Records to process START
use criterion::{black_box, criterion_group, criterion_main, Criterion};
use stepper::{DdaEngine, MotorSegment, PreparedSegment, SegmentSlot, StepperBackend};

#[derive(Default)]
struct NullBackend;

impl StepperBackend for NullBackend {
    fn set_period(&mut self, _ticks: u32) {}
    fn load_segment(&mut self, _segment: &PreparedSegment) {}
    fn motor_enable(&mut self, _motor: usize, _enabled: bool) {}
    fn motor_direction(&mut self, _motor: usize, _forward: bool) {}
    fn step_pulse(&mut self, _motor: usize) {}
}

fn benchmark_dda_tick(c: &mut Criterion) {
    let slot = SegmentSlot::new();
    let mut engine = DdaEngine::<4>::new();
    let mut backend = NullBackend;

    let mut seg = PreparedSegment::default();
    for i in 0..4 {
        seg.motors[i] = MotorSegment {
            substep_increment: 100 + i as i32 * 7,
            ticks: 1_000_000,
        };
    }
    seg.active_mask = 0b1111;
    seg.direction_mask = 0b0101;
    slot.publish(seg);

    c.bench_function("dda_on_tick", |b| {
        b.iter(|| {
            engine.on_tick(black_box(&slot), black_box(&mut backend));
        })
    });
}

criterion_group!(benches, benchmark_dda_tick);
criterion_main!(benches);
Records to process END
What to do
Find the line that contains "let mut seg = PreparedSegment::default();". Copy it and every line after it to the end of the records, exactly, and nothing more.

Reply to the exercise
    let mut seg = PreparedSegment::default();
    for i in 0..4 {
        seg.motors[i] = MotorSegment {
            substep_increment: 100 + i as i32 * 7,
            ticks: 1_000_000,
        };
    }
    seg.active_mask = 0b1111;
    seg.direction_mask = 0b0101;
    slot.publish(seg);

    c.bench_function("dda_on_tick", |b| {
        b.iter(|| {
            engine.on_tick(black_box(&slot), black_box(&mut backend));
        })
    });
}

criterion_group!(benches, benchmark_dda_tick);
criterion_main!(benches);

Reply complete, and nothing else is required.